WORK REQUIRED
Lines with "await": state how many there are in the records below, and nothing else.

SUPPLIED MATERIAL
//! Connection handler
//!
//! Owns one accepted socket: reads the username handshake, registers the
//! session, then runs the read/dispatch loop next to the single writer that
//! owns the socket's write half.

use crate::connection::{Connection, ConnectionId, Outbound};
use crate::handlers::{HandlerError, IdentifyHandler, MessageDispatcher, PresenceHandler};
use crate::protocol::{write_encoded, FrameReader};
use crate::server::RelayState;
use std::net::SocketAddr;
use std::sync::Arc;
use std::time::Duration;
use tokio::io::{AsyncRead, AsyncWriteExt};
use tokio::net::tcp::OwnedWriteHalf;
use tokio::net::TcpStream;
use tokio::sync::mpsc;

/// Serve one client until it disconnects or is removed
pub async fn handle_connection(state: RelayState, stream: TcpStream, peer_addr: SocketAddr) {
    let (read_half, write_half) = stream.into_split();
    let mut reader =
        FrameReader::new(read_half).with_max_frame_len(state.config().storage.max_frame_bytes());

    let username = match reader.read_handshake().await {
        Ok(Some(username)) => username,
        Ok(None) => {
            tracing::debug!(peer_addr = %peer_addr, "Connection closed before handshake");
            return;
        }
        Err(e) => {
            tracing::warn!(peer_addr = %peer_addr, error = %e, "Handshake failed");
            return;
        }
    };

    let relay = &state.config().relay;
    let (tx, rx) = mpsc::channel(relay.outbound_buffer.max(1));
    let connection = Connection::new(username, peer_addr, tx);

    tracing::info!(
        connection_id = %connection.id(),
        username = %connection.username(),
        peer_addr = %peer_addr,
        "Client connected"
    );

    let writer = write_loop(write_half, rx, relay.write_timeout(), connection.id());
    let session = async {
        if let Err(e) = IdentifyHandler::handle(&state, &connection).await {
            tracing::warn!(
                connection_id = %connection.id(),
                error = %e,
                "Failed to register session"
            );
            return;
        }
        read_loop(&state, &connection, &mut reader).await;
    };

    tokio::select! {
        () = session => {
            tracing::debug!(connection_id = %connection.id(), "Read loop ended");
        }
        () = writer => {
            tracing::debug!(connection_id = %connection.id(), "Writer stopped");
        }
        () = connection.shutdown_requested() => {
            tracing::debug!(connection_id = %connection.id(), "Shutdown requested");
        }
    }

    PresenceHandler::leave(&state, connection.id()).await;

    tracing::info!(
        connection_id = %connection.id(),
        username = %connection.username(),
        "Client disconnected"
    );
}

/// Decode frames and hand them to the dispatcher until the stream ends
async fn read_loop<R: AsyncRead + Unpin>(
    state: &RelayState,
    connection: &Arc<Connection>,
    reader: &mut FrameReader<R>,
) {
    loop {
        let frame = match reader.read_frame().await {
            Ok(Some(frame)) => frame,
            Ok(None) => {
                tracing::debug!(connection_id = %connection.id(), "Client closed the stream");
                return;
            }
            Err(e) => {
                tracing::warn!(
                    connection_id = %connection.id(),
                    username = %connection.username(),
                    error = %e,
                    "Dropping connection after decode error"
                );
                return;
            }
        };

        if let Err(e) = MessageDispatcher::dispatch(state, connection, frame).await {
            if e.is_fatal() {
                tracing::warn!(
                    connection_id = %connection.id(),
                    error = %e,
                    "Handler error"
                );
                return;
            }
            report(state, connection, &e).await;
        }
    }
}

/// Tell the sender why its frame was not routed
async fn report(state: &RelayState, connection: &Arc<Connection>, error: &HandlerError) {
    tracing::debug!(
        connection_id = %connection.id(),
        username = %connection.username(),
        error = %error,
        "Frame rejected"
    );

    let Some(notice) = error.to_notice() else {
        return;
    };
    match notice.encode() {
        Ok(frame) => {
            state.dispatcher().to_connection(connection, frame).await;
        }
        Err(e) => tracing::error!(error = %e, "Failed to encode notice"),
    }
}

/// Drain the outbound queue onto the socket, one whole frame at a time
async fn write_loop(
    mut writer: OwnedWriteHalf,
    mut rx: mpsc::Receiver<Outbound>,
    write_timeout: Duration,
    connection_id: ConnectionId,
) {
    while let Some(item) = rx.recv().await {
        let frame = match item {
            Outbound::Frame(frame) => frame,
            Outbound::Close => break,
        };

        match tokio::time::timeout(write_timeout, write_encoded(&mut writer, &frame)).await {
            Ok(Ok(())) => {}
            Ok(Err(e)) => {
                tracing::debug!(connection_id = %connection_id, error = %e, "Write failed");
                return;
            }
            Err(_) => {
                tracing::warn!(
                    connection_id = %connection_id,
                    timeout_ms = write_timeout.as_millis(),
                    "Write timed out"
                );
                return;
            }
        }
    }

    if let Err(e) = writer.shutdown().await {
        tracing::trace!(connection_id = %connection_id, error = %e, "Shutdown after close failed");
    }
}
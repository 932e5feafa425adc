//! Application configuration structs
//!
//! Loads configuration from environment variables (and an optional `.env` file).

use serde::Deserialize;
use std::env;
use std::path::PathBuf;
use std::str::FromStr;
use std::time::Duration;

/// Main application configuration
#[derive(Debug, Clone, Deserialize)]
pub struct AppConfig {
    pub app: AppSettings,
    pub server: ServerConfig,
    pub storage: StorageConfig,
    pub relay: RelayConfig,
}

/// General application settings
#[derive(Debug, Clone, Deserialize)]
pub struct AppSettings {
    #[serde(default = "default_app_name")]
    pub name: String,
    #[serde(default = "default_env")]
    pub env: Environment,
}

/// Environment type
#[derive(Debug, Clone, Copy, PartialEq, Eq, Deserialize, Default)]
#[serde(rename_all = "lowercase")]
pub enum Environment {
    #[default]
    Development,
    Staging,
    Production,
}

impl Environment {
    #[must_use]
    pub fn is_production(&self) -> bool {
        matches!(self, Self::Production)
    }

    #[must_use]
    pub fn is_development(&self) -> bool {
        matches!(self, Self::Development)
    }
}

impl FromStr for Environment {
    type Err = ConfigError;

    fn from_str(s: &str) -> Result<Self, Self::Err> {
        match s.to_lowercase().as_str() {
            "production" => Ok(Self::Production),
            "staging" => Ok(Self::Staging),
            "development" => Ok(Self::Development),
            other => Err(ConfigError::InvalidValue("APP_ENV", other.to_string())),
        }
    }
}

/// TCP endpoint the relay listens on
#[derive(Debug, Clone, Deserialize)]
pub struct ServerConfig {
    #[serde(default = "default_host")]
    pub host: String,
    #[serde(default = "default_port")]
    pub port: u16,
}

impl ServerConfig {
    #[must_use]
    pub fn address(&self) -> String {
        format!("{}:{}", self.host, self.port)
    }
}

/// Server-side file storage configuration
#[derive(Debug, Clone, Deserialize)]
pub struct StorageConfig {
    #[serde(default = "default_root_dir")]
    pub root_dir: String,
    #[serde(default = "default_max_file_size")]
    pub max_file_size_mb: u32,
}

impl StorageConfig {
    #[must_use]
    pub fn root_path(&self) -> PathBuf {
        PathBuf::from(&self.root_dir)
    }

    /// Largest binary frame payload accepted from a client, in bytes
    #[must_use]
    pub fn max_frame_bytes(&self) -> usize {
        (self.max_file_size_mb as usize).saturating_mul(1024 * 1024)
    }
}

/// Per-connection delivery tuning
#[derive(Debug, Clone, Deserialize)]
pub struct RelayConfig {
    #[serde(default = "default_outbound_buffer")]
    pub outbound_buffer: usize,
    #[serde(default = "default_send_timeout_ms")]
    pub send_timeout_ms: u64,
    #[serde(default = "default_write_timeout_ms")]
    pub write_timeout_ms: u64,
    #[serde(default = "default_admin_console")]
    pub admin_console: bool,
}

impl RelayConfig {
    #[must_use]
    pub fn send_timeout(&self) -> Duration {
        Duration::from_millis(self.send_timeout_ms)
    }

    #[must_use]
    pub fn write_timeout(&self) -> Duration {
        Duration::from_millis(self.write_timeout_ms)
    }
}

impl Default for RelayConfig {
    fn default() -> Self {
        Self {
            outbound_buffer: default_outbound_buffer(),
            send_timeout_ms: default_send_timeout_ms(),
            write_timeout_ms: default_write_timeout_ms(),
            admin_console: default_admin_console(),
        }
    }
}

// Default value functions
fn default_app_name() -> String {
    "chat-relay".to_string()
}

fn default_env() -> Environment {
    Environment::Development
}

fn default_host() -> String {
    "127.0.0.1".to_string()
}

fn default_port() -> u16 {
    5000
}

fn default_root_dir() -> String {
    "server_files".to_string()
}

fn default_max_file_size() -> u32 {
    50
}

fn default_outbound_buffer() -> usize {
    64
}

fn default_send_timeout_ms() -> u64 {
    5_000
}

fn default_write_timeout_ms() -> u64 {
    10_000
}

fn default_admin_console() -> bool {
    true
}

/// Parse an optional variable, falling back to `default` only when it is unset
fn parse_var<T: FromStr>(
    lookup: &impl Fn(&str) -> Option<String>,
    name: &'static str,
    default: impl FnOnce() -> T,
) -> Result<T, ConfigError> {
    match lookup(name) {
        Some(raw) => raw
            .trim()
            .parse()
            .map_err(|_| ConfigError::InvalidValue(name, raw)),
        None => Ok(default()),
    }
}

impl AppConfig {
    /// Load configuration from environment variables
    ///
    /// # Errors
    /// Returns an error if a variable is present but cannot be parsed
    pub fn from_env() -> Result<Self, ConfigError> {
        // Load .env file if present (ignore errors if not found)
        let _ = dotenvy::dotenv();

        Self::from_lookup(|name| env::var(name).ok())
    }

    /// Build configuration from an arbitrary variable source
    pub fn from_lookup(lookup: impl Fn(&str) -> Option<String>) -> Result<Self, ConfigError> {
        Ok(Self {
            app: AppSettings {
                name: lookup("APP_NAME").unwrap_or_else(default_app_name),
                env: parse_var(&lookup, "APP_ENV", default_env)?,
            },
            server: ServerConfig {
                host: lookup("RELAY_HOST").unwrap_or_else(default_host),
                port: parse_var(&lookup, "RELAY_PORT", default_port)?,
            },
            storage: StorageConfig {
                root_dir: lookup("STORAGE_DIR").unwrap_or_else(default_root_dir),
                max_file_size_mb: parse_var(&lookup, "MAX_FILE_SIZE_MB", default_max_file_size)?,
            },
            relay: RelayConfig {
                outbound_buffer: parse_var(&lookup, "OUTBOUND_BUFFER", default_outbound_buffer)?,
                send_timeout_ms: parse_var(&lookup, "SEND_TIMEOUT_MS", default_send_timeout_ms)?,
                write_timeout_ms: parse_var(&lookup, "WRITE_TIMEOUT_MS", default_write_timeout_ms)?,
                admin_console: parse_var(&lookup, "ADMIN_CONSOLE", default_admin_console)?,
            },
        })
    }
}

impl Default for AppConfig {
    fn default() -> Self {
        Self {
            app: AppSettings {
                name: default_app_name(),
                env: default_env(),
            },
            server: ServerConfig {
                host: default_host(),
                port: default_port(),
            },
            storage: StorageConfig {
                root_dir: default_root_dir(),
                max_file_size_mb: default_max_file_size(),
            },
            relay: RelayConfig::default(),
        }
    }
}

/// Configuration errors
#[derive(Debug, thiserror::Error)]
pub enum ConfigError {
    #[error("Missing required environment variable: {0}")]
    MissingVar(&'static str),

    #[error("Invalid value for {0}: {1}")]
    InvalidValue(&'static str, String),
}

PROBLEM SOLUTION
11